Cozaar and Depression

There are certain side effects that may occur with the use of Cozaar, and depression is a possible side effect that is reported in less than 1 percent of patients taking the drug. Since depression is very common within the general population and is reported so rarely in patients taking Cozaar, it is difficult to determine whether the condition is actually a side effect of the medication or caused by other factors. If you are taking Cozaar, it can be helpful to be aware of some of the possible symptoms of depression, including restlessness, irritability, and feelings of worthlessness.

Is Depression a Cozaar Side Effect?

Cozaar® (losartan potassium) is a prescription medicine used to treat high blood pressure or diabetic nephropathy. It is part of a class of medicines called angiotensin II receptor blockers. As with all medicine, there are several possible side effects that can occur in people taking Cozaar. One of these possible side effects is depression.
Depression is a complaint that is reported rarely in people taking Cozaar (i.e., less than 1 percent). This data comes from clinical trials that studied Cozaar extensively in thousands of people and documented its side effects. Given how rarely depression is reported with Cozaar and how common it is within the general population, it is difficult to tell whether depression is caused by Cozaar, other factors, or a combination of both.
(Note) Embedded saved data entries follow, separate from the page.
// Short-lived signed credentials issued on a passing verification.
//
// A token is `base64url(claims_json) "." base64url(ed25519_signature)`.
// Signing is asymmetric: any relying party holding the public key can verify
// without a shared secret.

use base64::engine::general_purpose::URL_SAFE_NO_PAD;
use base64::Engine;
use chrono::Utc;
use ed25519_dalek::Signature;
use serde::{Deserialize, Serialize};

use crate::crypto::{self, PublicKey, SecretKey};
use crate::errors::TokenError;

pub const TOKEN_ISSUER_NAME: &str = "presence-protocol";

#[derive(Clone, Debug, Serialize, Deserialize)]
pub struct TokenClaims {
    pub token_id: String,
    pub session_id: String,
    /// Authenticated user id.
    pub sub: String,
    pub final_score: f64,
    /// Issued-at, unix seconds.
    pub iat: i64,
    /// Expiry, unix seconds.
    pub exp: i64,
    pub iss: String,
}

/// Outcome of token validation. Expired or mis-signed tokens yield
/// `valid = false` with an error string, never an `Err`.
#[derive(Clone, Debug, Serialize, Deserialize)]
pub struct TokenValidation {
    pub valid: bool,
    #[serde(skip_serializing_if = "Option::is_none")]
    pub user_id: Option<String>,
    #[serde(skip_serializing_if = "Option::is_none")]
    pub session_id: Option<String>,
    #[serde(skip_serializing_if = "Option::is_none")]
    pub issued_at: Option<i64>,
    #[serde(skip_serializing_if = "Option::is_none")]
    pub expires_at: Option<i64>,
    #[serde(skip_serializing_if = "Option::is_none")]
    pub error: Option<String>,
}

impl TokenValidation {
    fn invalid(error: impl Into<String>) -> Self {
        TokenValidation {
            valid: false,
            user_id: None,
            session_id: None,
            issued_at: None,
            expires_at: None,
            error: Some(error.into()),
        }
    }
}

/// Signs and validates verification credentials with a fixed lifetime.
pub struct TokenIssuer {
    signing_key: SecretKey,
    public_key: PublicKey,
    expiry_minutes: i64,
}

impl TokenIssuer {
    pub fn new(signing_key: SecretKey, expiry_minutes: i64) -> Self {
        let public_key = signing_key.verifying_key();
        TokenIssuer { signing_key, public_key, expiry_minutes }
    }

    /// Issuer with a freshly generated keypair.
    pub fn generate(expiry_minutes: i64) -> Self {
        TokenIssuer::new(crypto::generate_keypair(), expiry_minutes)
    }

    /// Public key relying parties use to verify tokens independently.
    pub fn public_key(&self) -> &PublicKey {
        &self.public_key
    }

    /// Produces a signed credential with `exp = iat + expiry`.
    pub fn issue(
        &self,
        session_id: &str,
        user_id: &str,
        final_score: f64,
    ) -> Result<String, TokenError> {
        let iat = Utc::now().timestamp();
        let claims = TokenClaims {
            token_id: uuid::Uuid::new_v4().to_string(),
            session_id: session_id.to_string(),
            sub: user_id.to_string(),
            final_score,
            iat,
            exp: iat + self.expiry_minutes * 60,
            iss: TOKEN_ISSUER_NAME.to_string(),
        };
        let payload = serde_json::to_vec(&claims)?;
        let signature = crypto::sign_credential(&payload, &self.signing_key);
        Ok(format!(
            "{}.{}",
            URL_SAFE_NO_PAD.encode(&payload),
            URL_SAFE_NO_PAD.encode(signature.to_bytes())
        ))
    }

    /// Verifies signature and expiry against this issuer's key.
    pub fn validate(&self, token: &str) -> TokenValidation {
        validate_with_key(token, &self.public_key)
    }
}

/// Verifies a credential against the given public key. Suitable for relying
/// parties that only hold the issuer's public key.
pub fn validate_with_key(token: &str, public_key: &PublicKey) -> TokenValidation {
    let (payload_b64, signature_b64) = match token.split_once('.') {
        Some(parts) => parts,
        None => return TokenValidation::invalid("malformed token"),
    };
    let payload = match URL_SAFE_NO_PAD.decode(payload_b64) {
        Ok(bytes) => bytes,
        Err(_) => return TokenValidation::invalid("malformed token payload"),
    };
    let signature_bytes = match URL_SAFE_NO_PAD.decode(signature_b64) {
        Ok(bytes) => bytes,
        Err(_) => return TokenValidation::invalid("malformed token signature"),
    };
    let signature = match Signature::from_slice(&signature_bytes) {
        Ok(sig) => sig,
        Err(_) => return TokenValidation::invalid("malformed token signature"),
    };
    if !crypto::verify_credential(&payload, &signature, public_key) {
        return TokenValidation::invalid("invalid token signature");
    }

    let claims: TokenClaims = match serde_json::from_slice(&payload) {
        Ok(claims) => claims,
        Err(_) => return TokenValidation::invalid("malformed token claims"),
    };
    if claims.iss != TOKEN_ISSUER_NAME {
        return TokenValidation::invalid("unknown token issuer");
    }
    if claims.exp <= Utc::now().timestamp() {
        return TokenValidation::invalid("token has expired");
    }

    TokenValidation {
        valid: true,
        user_id: Some(claims.sub),
        session_id: Some(claims.session_id),
        issued_at: Some(claims.iat),
        expires_at: Some(claims.exp),
        error: None,
    }
}
// Tracks which sessions currently have a live connection. Exactly one runner
// may own a session's mutable state at a time; the registry is what enforces
// that at the connection layer.

use std::collections::HashSet;
use std::sync::{Arc, Mutex};

use log::debug;

/// Registry of session ids with an attached runner.
///
/// A connection must hold a [`SessionClaim`] for its session id for the
/// lifetime of the runner. The claim releases on drop, so teardown on any
/// path (terminal outcome, disconnect, panic) frees the session for a later
/// reconnection.
#[derive(Debug, Default)]
pub struct ActiveSessions {
    inner: Mutex<HashSet<String>>,
}

impl ActiveSessions {
    pub fn new() -> Self {
        ActiveSessions::default()
    }

    /// Claims the session for one connection. `None` if another connection
    /// already holds it.
    pub fn acquire(self: &Arc<Self>, session_id: &str) -> Option<SessionClaim> {
        let mut live = self.inner.lock().expect("session registry lock poisoned");
        if !live.insert(session_id.to_string()) {
            return None;
        }
        Some(SessionClaim { registry: self.clone(), session_id: session_id.to_string() })
    }

    /// Whether some connection currently holds the session.
    pub fn is_live(&self, session_id: &str) -> bool {
        self.inner
            .lock()
            .expect("session registry lock poisoned")
            .contains(session_id)
    }
}

/// Exclusive hold on a session id. Released on drop.
pub struct SessionClaim {
    registry: Arc<ActiveSessions>,
    session_id: String,
}

impl Drop for SessionClaim {
    fn drop(&mut self) {
        self.registry
            .inner
            .lock()
            .expect("session registry lock poisoned")
            .remove(&self.session_id);
        debug!("released session claim for {}", self.session_id);
    }
}
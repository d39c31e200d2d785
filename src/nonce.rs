// Single-use, time-boxed nonces preventing challenge replay.

use std::collections::HashMap;
use std::sync::Mutex;
use std::time::{Duration, Instant};

use log::debug;
use rand::RngCore;

/// State tracked per issued nonce.
#[derive(Clone, Debug)]
pub struct NonceRecord {
    pub session_id: String,
    pub expires_at: Instant,
    pub used: bool,
}

/// In-memory store of issued nonces.
///
/// A nonce validates at most once across its lifetime: only while present,
/// unused, unexpired, and bound to the session it was issued for. `consume`
/// is idempotent. Expiry is independent of use.
#[derive(Debug, Default)]
pub struct NonceStore {
    entries: Mutex<HashMap<String, NonceRecord>>,
}

impl NonceStore {
    pub fn new() -> Self {
        NonceStore::default()
    }

    /// Mints a fresh nonce bound to `session_id`, valid for `ttl`.
    pub fn issue(&self, session_id: &str, ttl: Duration) -> String {
        let mut bytes = [0u8; 16];
        rand::rngs::OsRng.fill_bytes(&mut bytes);
        let value = hex::encode(bytes);

        let record = NonceRecord {
            session_id: session_id.to_string(),
            expires_at: Instant::now() + ttl,
            used: false,
        };
        self.entries
            .lock()
            .expect("nonce store lock poisoned")
            .insert(value.clone(), record);
        debug!("issued nonce for session {}", session_id);
        value
    }

    /// True only if the nonce exists, is unused, unexpired, and was issued
    /// for the given session.
    pub fn validate(&self, session_id: &str, value: &str) -> bool {
        let entries = self.entries.lock().expect("nonce store lock poisoned");
        match entries.get(value) {
            Some(record) => {
                !record.used
                    && record.session_id == session_id
                    && record.expires_at > Instant::now()
            }
            None => false,
        }
    }

    /// Marks the nonce as used. Idempotent; unknown values are a no-op.
    pub fn consume(&self, value: &str) {
        let mut entries = self.entries.lock().expect("nonce store lock poisoned");
        if let Some(record) = entries.get_mut(value) {
            record.used = true;
        }
    }

    /// Maintenance sweep removing expired entries. Not on the request path.
    /// Returns the number of entries removed.
    pub fn purge_expired(&self) -> usize {
        let mut entries = self.entries.lock().expect("nonce store lock poisoned");
        let before = entries.len();
        let now = Instant::now();
        entries.retain(|_, record| record.expires_at > now);
        before - entries.len()
    }

    pub fn len(&self) -> usize {
        self.entries.lock().expect("nonce store lock poisoned").len()
    }

    pub fn is_empty(&self) -> bool {
        self.len() == 0
    }
}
Cozaar and Depression: What to Look For

While depression may not be a commonly reported side effect of Cozaar, it is extremely common in society today. In fact, in any given one-year period, 9.5 percent of the population (about 18.8 million American adults) has depression. Therefore, knowing the symptoms of depression can be helpful.
Possible depression symptoms may include:
  • Persistent sad, anxious, or "empty" mood
  • Feelings of hopelessness and pessimism
  • Feelings of guilt, worthlessness, and helplessness
  • Loss of interest or pleasure in hobbies and activities that were once enjoyed, including sex
  • Decreased energy; fatigue; feeling "slowed down"
  • Difficulty concentrating, remembering, and making decisions
  • Insomnia, early-morning awakening, or oversleeping
  • Appetite and/or weight loss or overeating and weight gain
  • Thoughts of death or suicide; suicide attempts
  • Restlessness and irritability
  • Persistent physical symptoms, such as headaches, digestive disorders, and chronic pain, that do not respond to treatment.
Keep in mind that there are other conditions that can share similar symptoms with depression.